Data section:
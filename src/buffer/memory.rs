//! In-process buffer backend
//!
//! Each room keeps an arrival-ordered queue plus its byte size; a single
//! global byte total backs the process-wide quota. One mutex covers both.

use std::collections::{HashMap, VecDeque};
use std::time::Duration;

use tokio::sync::Mutex;
use tracing::{debug, warn};

use super::{BufferQuotas, BufferStats, ExpirySweep};
use crate::current_timestamp;
use crate::protocol::{BufferedRecord, Payload};
use crate::server::connection_handler::ConnectionHandle;

#[derive(Debug, Default)]
struct RoomBuffer {
    entries: VecDeque<BufferedRecord>,
    bytes: usize,
}

#[derive(Debug, Default)]
struct MemoryInner {
    rooms: HashMap<String, RoomBuffer>,
    total_bytes: usize,
}

/// Volatile buffer store with per-room and global quotas
pub struct MemoryBuffer {
    inner: Mutex<MemoryInner>,
    quotas: BufferQuotas,
}

impl MemoryBuffer {
    pub fn new(quotas: BufferQuotas) -> Self {
        Self {
            inner: Mutex::new(MemoryInner::default()),
            quotas,
        }
    }

    /// Append a payload stamped with the current time
    pub async fn add(&self, room: &str, payload: Payload) -> bool {
        self.add_at(room, payload, current_timestamp()).await
    }

    /// Append a payload with an explicit arrival timestamp (ms).
    ///
    /// Quotas are checked in order: room bytes, room messages, global bytes,
    /// number of buffered rooms. Any breach discards the payload.
    pub async fn add_at(&self, room: &str, payload: Payload, timestamp: u64) -> bool {
        let len = payload.len();
        let mut inner = self.inner.lock().await;

        let (room_bytes, room_count) = inner
            .rooms
            .get(room)
            .map_or((0, 0), |b| (b.bytes, b.entries.len()));

        if room_bytes + len > self.quotas.max_room_bytes {
            warn!("Buffer for room {} over byte quota, dropping {} bytes", room, len);
            return false;
        }
        if room_count >= self.quotas.max_room_messages {
            warn!("Buffer for room {} over message quota, dropping payload", room);
            return false;
        }
        if inner.total_bytes + len > self.quotas.max_total_bytes {
            warn!("Global buffer quota reached, dropping payload for room {}", room);
            return false;
        }
        if !inner.rooms.contains_key(room) && inner.rooms.len() >= self.quotas.max_rooms {
            warn!("Buffered room limit reached, dropping payload for room {}", room);
            return false;
        }

        let buffer = inner.rooms.entry(room.to_string()).or_default();
        buffer.entries.push_back(BufferedRecord::new(payload, timestamp));
        buffer.bytes += len;
        inner.total_bytes += len;
        true
    }

    /// Deliver every buffered payload in arrival order and clear the room.
    ///
    /// Payloads are cleared even if the connection has closed in the meantime;
    /// the returned count is the number cleared.
    pub async fn flush(&self, room: &str, handle: &ConnectionHandle) -> usize {
        let buffer = {
            let mut inner = self.inner.lock().await;
            match inner.rooms.remove(room) {
                Some(buffer) => {
                    inner.total_bytes = inner.total_bytes.saturating_sub(buffer.bytes);
                    buffer
                }
                None => return 0,
            }
        };

        let count = buffer.entries.len();
        for record in buffer.entries {
            if handle.is_open() {
                handle.send(record.payload);
            }
        }

        debug!("Flushed {} buffered payloads for room {}", count, room);
        count
    }

    pub async fn has_pending(&self, room: &str) -> bool {
        let inner = self.inner.lock().await;
        inner.rooms.get(room).is_some_and(|b| !b.entries.is_empty())
    }

    /// Drop payloads older than `max_age`
    pub async fn sweep_expired(&self, max_age: Duration) -> ExpirySweep {
        let cutoff = current_timestamp().saturating_sub(max_age.as_millis() as u64);
        self.sweep_before(cutoff).await
    }

    /// Drop payloads with a timestamp before `cutoff` (ms). Rooms left empty
    /// lose their buffer entirely and are reported back.
    pub async fn sweep_before(&self, cutoff: u64) -> ExpirySweep {
        let mut inner = self.inner.lock().await;
        let mut sweep = ExpirySweep::default();
        let mut freed = 0;

        inner.rooms.retain(|room, buffer| {
            let before = buffer.entries.len();
            buffer.entries.retain(|record| record.timestamp >= cutoff);
            let expired = before - buffer.entries.len();
            if expired > 0 {
                let bytes: usize = buffer.entries.iter().map(|r| r.payload.len()).sum();
                freed += buffer.bytes - bytes;
                buffer.bytes = bytes;
                sweep.removed += expired;
                debug!("Expired {} buffered payloads in room {}", expired, room);
            }
            if buffer.entries.is_empty() {
                sweep.emptied_rooms.push(room.clone());
                return false;
            }
            true
        });

        inner.total_bytes = inner.total_bytes.saturating_sub(freed);
        sweep
    }

    pub async fn stats(&self) -> BufferStats {
        let inner = self.inner.lock().await;
        BufferStats {
            rooms: inner.rooms.len(),
            messages: inner.rooms.values().map(|b| b.entries.len()).sum(),
            bytes: inner.total_bytes,
        }
    }

    /// Buffered `(bytes, messages)` for one room
    pub async fn room_usage(&self, room: &str) -> Option<(usize, usize)> {
        let inner = self.inner.lock().await;
        inner.rooms.get(room).map(|b| (b.bytes, b.entries.len()))
    }
}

What is needed:
Reproduce the data. Keep it exact.

Result below:
filename src/buffer/memory.rs
//! In-process buffer backend
//!
//! Each room keeps an arrival-ordered queue plus its byte size; a single
//! global byte total backs the process-wide quota. One mutex covers both.

use std::collections::{HashMap, VecDeque};
use std::time::Duration;

use tokio::sync::Mutex;
use tracing::{debug, warn};

use super::{BufferQuotas, BufferStats, ExpirySweep};
use crate::current_timestamp;
use crate::protocol::{BufferedRecord, Payload};
use crate::server::connection_handler::ConnectionHandle;

#[derive(Debug, Default)]
struct RoomBuffer {
    entries: VecDeque<BufferedRecord>,
    bytes: usize,
}

#[derive(Debug, Default)]
struct MemoryInner {
    rooms: HashMap<String, RoomBuffer>,
    total_bytes: usize,
}

/// Volatile buffer store with per-room and global quotas
pub struct MemoryBuffer {
    inner: Mutex<MemoryInner>,
    quotas: BufferQuotas,
}

impl MemoryBuffer {
    pub fn new(quotas: BufferQuotas) -> Self {
        Self {
            inner: Mutex::new(MemoryInner::default()),
            quotas,
        }
    }

    /// Append a payload stamped with the current time
    pub async fn add(&self, room: &str, payload: Payload) -> bool {
        self.add_at(room, payload, current_timestamp()).await
    }

    /// Append a payload with an explicit arrival timestamp (ms).
    ///
    /// Quotas are checked in order: room bytes, room messages, global bytes,
    /// number of buffered rooms. Any breach discards the payload.
    pub async fn add_at(&self, room: &str, payload: Payload, timestamp: u64) -> bool {
        let len = payload.len();
        let mut inner = self.inner.lock().await;

        let (room_bytes, room_count) = inner
            .rooms
            .get(room)
            .map_or((0, 0), |b| (b.bytes, b.entries.len()));

        if room_bytes + len > self.quotas.max_room_bytes {
            warn!("Buffer for room {} over byte quota, dropping {} bytes", room, len);
            return false;
        }
        if room_count >= self.quotas.max_room_messages {
            warn!("Buffer for room {} over message quota, dropping payload", room);
            return false;
        }
        if inner.total_bytes + len > self.quotas.max_total_bytes {
            warn!("Global buffer quota reached, dropping payload for room {}", room);
            return false;
        }
        if !inner.rooms.contains_key(room) && inner.rooms.len() >= self.quotas.max_rooms {
            warn!("Buffered room limit reached, dropping payload for room {}", room);
            return false;
        }

        let buffer = inner.rooms.entry(room.to_string()).or_default();
        buffer.entries.push_back(BufferedRecord::new(payload, timestamp));
        buffer.bytes += len;
        inner.total_bytes += len;
        true
    }

    /// Deliver every buffered payload in arrival order and clear the room.
    ///
    /// Payloads are cleared even if the connection has closed in the meantime;
    /// the returned count is the number cleared.
    pub async fn flush(&self, room: &str, handle: &ConnectionHandle) -> usize {
        let buffer = {
            let mut inner = self.inner.lock().await;
            match inner.rooms.remove(room) {
                Some(buffer) => {
                    inner.total_bytes = inner.total_bytes.saturating_sub(buffer.bytes);
                    buffer
                }
                None => return 0,
            }
        };

        let count = buffer.entries.len();
        for record in buffer.entries {
            if handle.is_open() {
                handle.send(record.payload);
            }
        }

        debug!("Flushed {} buffered payloads for room {}", count, room);
        count
    }

    pub async fn has_pending(&self, room: &str) -> bool {
        let inner = self.inner.lock().await;
        inner.rooms.get(room).is_some_and(|b| !b.entries.is_empty())
    }

    /// Drop payloads older than `max_age`
    pub async fn sweep_expired(&self, max_age: Duration) -> ExpirySweep {
        let cutoff = current_timestamp().saturating_sub(max_age.as_millis() as u64);
        self.sweep_before(cutoff).await
    }

    /// Drop payloads with a timestamp before `cutoff` (ms). Rooms left empty
    /// lose their buffer entirely and are reported back.
    pub async fn sweep_before(&self, cutoff: u64) -> ExpirySweep {
        let mut inner = self.inner.lock().await;
        let mut sweep = ExpirySweep::default();
        let mut freed = 0;

        inner.rooms.retain(|room, buffer| {
            let before = buffer.entries.len();
            buffer.entries.retain(|record| record.timestamp >= cutoff);
            let expired = before - buffer.entries.len();
            if expired > 0 {
                let bytes: usize = buffer.entries.iter().map(|r| r.payload.len()).sum();
                freed += buffer.bytes - bytes;
                buffer.bytes = bytes;
                sweep.removed += expired;
                debug!("Expired {} buffered payloads in room {}", expired, room);
            }
            if buffer.entries.is_empty() {
                sweep.emptied_rooms.push(room.clone());
                return false;
            }
            true
        });

        inner.total_bytes = inner.total_bytes.saturating_sub(freed);
        sweep
    }

    pub async fn stats(&self) -> BufferStats {
        let inner = self.inner.lock().await;
        BufferStats {
            rooms: inner.rooms.len(),
            messages: inner.rooms.values().map(|b| b.entries.len()).sum(),
            bytes: inner.total_bytes,
        }
    }

    /// Buffered `(bytes, messages)` for one room
    pub async fn room_usage(&self, room: &str) -> Option<(usize, usize)> {
        let inner = self.inner.lock().await;
        inner.rooms.get(room).map(|b| (b.bytes, b.entries.len()))
    }
}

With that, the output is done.